Stored items:
┌──
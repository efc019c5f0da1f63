//! Lesson catalog routes

use crate::error::Result;
use crate::recorder::{ActionRecorder, LessonView};
use axum::{extract::State, routing::get, Json, Router};
use std::sync::Arc;

pub fn routes(recorder: Arc<ActionRecorder>) -> Router {
    Router::new()
        .route("/lessons", get(list_lessons))
        .with_state(recorder)
}

#[axum::debug_handler]
async fn list_lessons(State(recorder): State<Arc<ActionRecorder>>) -> Result<Json<Vec<LessonView>>> {
    Ok(Json(recorder.list_lessons().await?))
}
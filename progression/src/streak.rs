//! Check-in streaks.

use chrono::NaiveDate;

/// Length of the run of consecutive days ending at the most recent date.
///
/// `dates` must be sorted ascending with at most one entry per day, which is
/// what the ledger's (user, date) uniqueness guarantees.
pub fn consecutive_checkins(dates: &[NaiveDate]) -> u32 {
    let Some(mut current) = dates.last().copied() else {
        return 0;
    };

    let mut count = 1;
    for &previous in dates.iter().rev().skip(1) {
        if current.signed_duration_since(previous).num_days() != 1 {
            break;
        }
        count += 1;
        current = previous;
    }
    count
}
impl ActionRecorder {
    pub fn new(store: Arc<dyn LedgerStore>, clock: Arc<dyn Clock>, checkin_policy: CheckinPolicy) -> Self {
        Self {
            store,
            clock,
            checkin_policy,
        }
    }

    pub fn store(&self) -> &Arc<dyn LedgerStore> {
        &self.store
    }

    pub async fn complete_lesson(&self, user: &str, lesson_id: &str) -> Result<ActionOutcome> {
        let user = normalize_address(user)?;
        let lesson = self
            .store
            .get_lesson(lesson_id)
            .await?
            .ok_or_else(|| RewardError::NotFound(format!("lesson {}", lesson_id)))?;
        let now = self.clock.now();

        let mut outcome = OutcomeBuilder::new(self.store.get_or_create_user_stats(&user).await?);

        let xp = lesson.difficulty.xp_reward();
        let progress = self
            .store
            .create_lesson_progress(&user, &lesson.id, xp, now)
            .await?;

        self.queue_reward(&user, RewardType::Lesson, &progress.id, lesson.reward_amount, &mut outcome)
            .await?;

        let change = self
            .store
            .update_user_stats(
                &user,
                StatsUpdate::new()
                    .add_xp(xp)
                    .add_lessons(1)
                    .add_earned(lesson.reward_amount)
                    .touch(now),
            )
            .await?;
        outcome.absorb(change);
        info!("{} completed lesson {} (+{} XP)", user, lesson.id, xp);

        self.tick_challenge(&user, "lesson", 1, &mut outcome).await?;
        self.evaluate_achievements(&user, &mut outcome).await?;

        Ok(outcome.finish())
    }

    pub async fn daily_checkin(&self, user: &str) -> Result<ActionOutcome> {
        let user = normalize_address(user)?;
        let now = self.clock.now();
        let today = now.date_naive();

        if self.store.get_checkin(&user, today).await?.is_some() {
            debug!("{} already checked in on {}", user, today);
            return Err(RewardError::AlreadyCheckedInToday(format!("{} on {}", user, today)));
        }

        let mut outcome = OutcomeBuilder::new(self.store.get_or_create_user_stats(&user).await?);

        let mut history = self.store.list_checkin_dates(&user).await?;
        history.retain(|date| *date < today);
        history.push(today);
        let streak = consecutive_checkins(&history);
        let reward = self.checkin_policy.reward(streak);
        let xp = self.checkin_policy.xp(streak);

        let checkin = self
            .store
            .create_checkin(NewCheckin {
                user_address: user.clone(),
                date: today,
                checked_in_at: now,
                reward_amount: reward,
                consecutive_days: streak,
                xp_awarded: xp,
            })
            .await?;

        self.queue_reward(&user, RewardType::Checkin, &checkin.id, reward, &mut outcome)
            .await?;

        let change = self
            .store
            .update_user_stats(
                &user,
                StatsUpdate::new()
                    .add_xp(xp)
                    .add_earned(reward)
                    .set_streak(streak)
                    .set_last_check_in(today)
                    .touch(now),
            )
            .await?;
        outcome.absorb(change);
        outcome.streak = Some(streak);
        info!("{} checked in on {} (streak {}, reward {})", user, today, streak, reward);

        self.tick_challenge(&user, "daily_checkin", 1, &mut outcome).await?;
        self.evaluate_achievements(&user, &mut outcome).await?;

        Ok(outcome.finish())
    }

    /// Advance today's challenge of `challenge_type`. A type with no active
    /// challenge is accepted and changes nothing.
    pub async fn update_challenge_progress(
        &self,
        user: &str,
        challenge_type: &str,
        increment: u32,
    ) -> Result<ActionOutcome> {
        let user = normalize_address(user)?;
        if increment == 0 {
            return Err(RewardError::InvalidInput("increment must be at least 1".to_string()));
        }

        let stats = match self.store.get_user_stats(&user).await? {
            Some(stats) => stats,
            None => UserStats::new(&user, self.clock.now()),
        };
        let mut outcome = OutcomeBuilder::new(stats);

        if self.tick_challenge(&user, challenge_type, increment, &mut outcome).await? {
            self.evaluate_achievements(&user, &mut outcome).await?;
        }

        Ok(outcome.finish())
    }

    /// Legacy per-day tasks: one tick against every active task of `task_type`.
    pub async fn track_task(&self, user: &str, task_type: &str) -> Result<ActionOutcome> {
        let user = normalize_address(user)?;
        let now = self.clock.now();
        let today = now.date_naive();

        let stats = match self.store.get_user_stats(&user).await? {
            Some(stats) => stats,
            None => UserStats::new(&user, now),
        };
        let mut outcome = OutcomeBuilder::new(stats);

        for task in self.store.list_daily_tasks_by_type(task_type).await? {
            let row = self.store.get_or_create_user_daily_task(&user, &task.id, today).await?;
            if row.completed {
                continue;
            }

            let tick = ProgressTick {
                increment: 1,
                target: task.target_value.max(1),
                at: now,
            };
            let advance = self.store.update_user_daily_task(&row.id, tick).await?;
            if !advance.newly_completed {
                continue;
            }

            let change = self
                .store
                .update_user_stats(&user, StatsUpdate::new().add_earned(task.reward_amount).touch(now))
                .await?;
            outcome.absorb(change);
            self.queue_reward(&user, RewardType::DailyTask, &advance.row.id, task.reward_amount, &mut outcome)
                .await?;

            info!("{} completed daily task {}", user, task.id);
            outcome.completed_tasks.push(task);
        }

        Ok(outcome.finish())
    }

    pub async fn get_stats(&self, user: &str) -> Result<StatsView> {
        let user = normalize_address(user)?;
        let stats = match self.store.get_user_stats(&user).await? {
            Some(stats) => stats,
            None => UserStats::new(&user, self.clock.now()),
        };

        Ok(StatsView {
            level_progress: LevelProgress::from_xp(stats.xp),
            achievements_unlocked: self.store.get_unlocked_achievements(&user).await?.len() as u32,
            challenges_completed: self.store.count_completed_challenges(&user).await?,
            payout_status: self.store.payout_summary(&user).await?,
            stats,
        })
    }

    pub async fn get_achievements(&self, user: &str) -> Result<Vec<AchievementView>> {
        let user = normalize_address(user)?;
        let unlocked: HashMap<String, DateTime<Utc>> = self
            .store
            .get_unlocked_achievements(&user)
            .await?
            .into_iter()
            .map(|u| (u.achievement_id, u.unlocked_at))
            .collect();

        let views = self
            .store
            .list_achievements()
            .await?
            .into_iter()
            .map(|achievement| {
                let unlocked_at = unlocked.get(&achievement.id).copied();
                AchievementView {
                    achievement,
                    unlocked: unlocked_at.is_some(),
                    unlocked_at,
                }
            })
            .collect();

        Ok(views)
    }

    /// Every active challenge with the user's progress on `date` (today by default).
    pub async fn get_challenges(&self, user: &str, date: Option<NaiveDate>) -> Result<Vec<ChallengeView>> {
        let user = normalize_address(user)?;
        let date = date.unwrap_or_else(|| self.clock.today());

        let mut rows: HashMap<String, _> = self
            .store
            .list_user_challenges(&user, date)
            .await?
            .into_iter()
            .map(|row| (row.challenge_id.clone(), row))
            .collect();

        let views = self
            .store
            .list_daily_challenges()
            .await?
            .into_iter()
            .map(|challenge| match rows.remove(&challenge.id) {
                Some(row) => ChallengeView {
                    challenge,
                    date,
                    progress: row.progress,
                    completed: row.completed,
                    reward_claimed: row.reward_claimed,
                    expires_at: row.expires_at,
                },
                None => ChallengeView {
                    challenge,
                    date,
                    progress: 0,
                    completed: false,
                    reward_claimed: false,
                    expires_at: next_midnight(date),
                },
            })
            .collect();

        Ok(views)
    }

    /// Lessons the user completed, with their payout claim state.
    pub async fn get_lesson_progress(&self, user: &str) -> Result<Vec<LessonProgress>> {
        let user = normalize_address(user)?;
        Ok(self.store.list_lesson_progress(&user).await?)
    }

    /// Every active legacy task with the user's progress on `date` (today by default).
    pub async fn get_daily_tasks(&self, user: &str, date: Option<NaiveDate>) -> Result<Vec<DailyTaskView>> {
        let user = normalize_address(user)?;
        let date = date.unwrap_or_else(|| self.clock.today());

        let mut rows: HashMap<String, _> = self
            .store
            .list_user_daily_tasks(&user, date)
            .await?
            .into_iter()
            .map(|row| (row.task_id.clone(), row))
            .collect();

        let views = self
            .store
            .list_daily_tasks()
            .await?
            .into_iter()
            .map(|task| {
                let row = rows.remove(&task.id);
                DailyTaskView {
                    date,
                    progress: row.as_ref().map_or(0, |r| r.progress),
                    completed: row.as_ref().is_some_and(|r| r.completed),
                    reward_claimed: row.as_ref().is_some_and(|r| r.reward_claimed),
                    task,
                }
            })
            .collect();

        Ok(views)
    }

    pub async fn get_reward_history(&self, user: &str) -> Result<RewardHistory> {
        let user = normalize_address(user)?;
        Ok(RewardHistory {
            transactions: self.store.list_reward_transactions(&user).await?,
            summary: self.store.payout_summary(&user).await?,
        })
    }

    pub async fn list_lessons(&self) -> Result<Vec<LessonView>> {
        let lessons = self
            .store
            .list_lessons()
            .await?
            .into_iter()
            .map(|lesson| LessonView {
                xp_reward: lesson.difficulty.xp_reward(),
                lesson,
            })
            .collect();
        Ok(lessons)
    }

    async fn queue_reward(
        &self,
        user: &str,
        reward_type: RewardType,
        reward_id: &str,
        amount: Amount,
        outcome: &mut OutcomeBuilder,
    ) -> Result<()> {
        if amount.is_zero() {
            return Ok(());
        }

        let tx = self
            .store
            .create_reward_transaction(NewRewardTransaction {
                user_address: user.to_string(),
                reward_type,
                reward_id: Some(reward_id.to_string()),
                amount,
            })
            .await?;
        debug!("Queued {} reward {} of {} for {}", reward_type, tx.id, amount, user);
        outcome.rewards.push(tx);
        Ok(())
    }

    /// Returns whether this tick completed the challenge.
    async fn tick_challenge(
        &self,
        user: &str,
        challenge_type: &str,
        increment: u32,
        outcome: &mut OutcomeBuilder,
    ) -> Result<bool> {
        let Some(challenge) = self.store.find_daily_challenge_by_type(challenge_type).await? else {
            debug!("No active challenge of type {}", challenge_type);
            return Ok(false);
        };

        let now = self.clock.now();
        let today = now.date_naive();
        let row = self
            .store
            .get_or_create_user_challenge(user, &challenge.id, today, next_midnight(today))
            .await?;
        if row.completed {
            return Ok(false);
        }

        let tick = ProgressTick {
            increment,
            target: challenge.target.max(1),
            at: now,
        };
        let advance = self.store.update_user_challenge(&row.id, tick).await?;
        if !advance.newly_completed {
            return Ok(false);
        }

        let change = self
            .store
            .update_user_stats(
                user,
                StatsUpdate::new()
                    .add_xp(challenge.xp_reward)
                    .add_earned(challenge.reward_amount)
                    .touch(now),
            )
            .await?;
        outcome.absorb(change);
        self.queue_reward(
            user,
            RewardType::DailyChallenge,
            &advance.row.id,
            challenge.reward_amount,
            outcome,
        )
        .await?;

        info!("{} completed daily challenge {}", user, challenge.id);
        outcome.completed_challenges.push(challenge);
        Ok(true)
    }

    /// Unlock everything the current stats qualify for, crediting achievement
    /// XP as it goes. Repeats until a pass unlocks nothing, so a level gate
    /// reached through achievement XP opens in the same call.
    async fn evaluate_achievements(&self, user: &str, outcome: &mut OutcomeBuilder) -> Result<()> {
        let catalog = self.store.list_achievements().await?;
        let total_lessons = self.store.count_lessons().await?;
        let challenges_completed = self.store.count_completed_challenges(user).await?;
        let mut unlocked: HashSet<String> = self
            .store
            .get_unlocked_achievements(user)
            .await?
            .into_iter()
            .map(|u| u.achievement_id)
            .collect();

        for _ in 0..=catalog.len() {
            let snapshot = ProgressSnapshot {
                lessons_completed: outcome.stats.lessons_completed,
                streak: outcome.stats.streak,
                level: outcome.stats.level,
                total_lessons,
                challenges_completed,
            };

            let mut progressed = false;
            for achievement in &catalog {
                if unlocked.contains(&achievement.id) || !evaluate_achievement(&achievement.requirement, &snapshot) {
                    continue;
                }
                unlocked.insert(achievement.id.clone());

                let now = self.clock.now();
                if !self
                    .store
                    .unlock_achievement(user, &achievement.id, achievement.reward_xp, now)
                    .await?
                {
                    // Unlocked concurrently by another request.
                    continue;
                }

                if achievement.reward_xp > 0 {
                    let change = self
                        .store
                        .update_user_stats(user, StatsUpdate::new().add_xp(achievement.reward_xp).touch(now))
                        .await?;
                    outcome.absorb(change);
                }

                info!("{} unlocked achievement {}", user, achievement.id);
                outcome.new_achievements.push(achievement.clone());
                progressed = true;
            }

            if !progressed {
                break;
            }
        }

        Ok(())
    }
}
└──
● TASK GOAL
Each line of the data in which the string "NaiveDate" appears needs to be copied.

● WRITTEN RESPONSE
use chrono::NaiveDate;
pub fn consecutive_checkins(dates: &[NaiveDate]) -> u32 {
    pub async fn get_challenges(&self, user: &str, date: Option<NaiveDate>) -> Result<Vec<ChallengeView>> {
    pub async fn get_daily_tasks(&self, user: &str, date: Option<NaiveDate>) -> Result<Vec<DailyTaskView>> {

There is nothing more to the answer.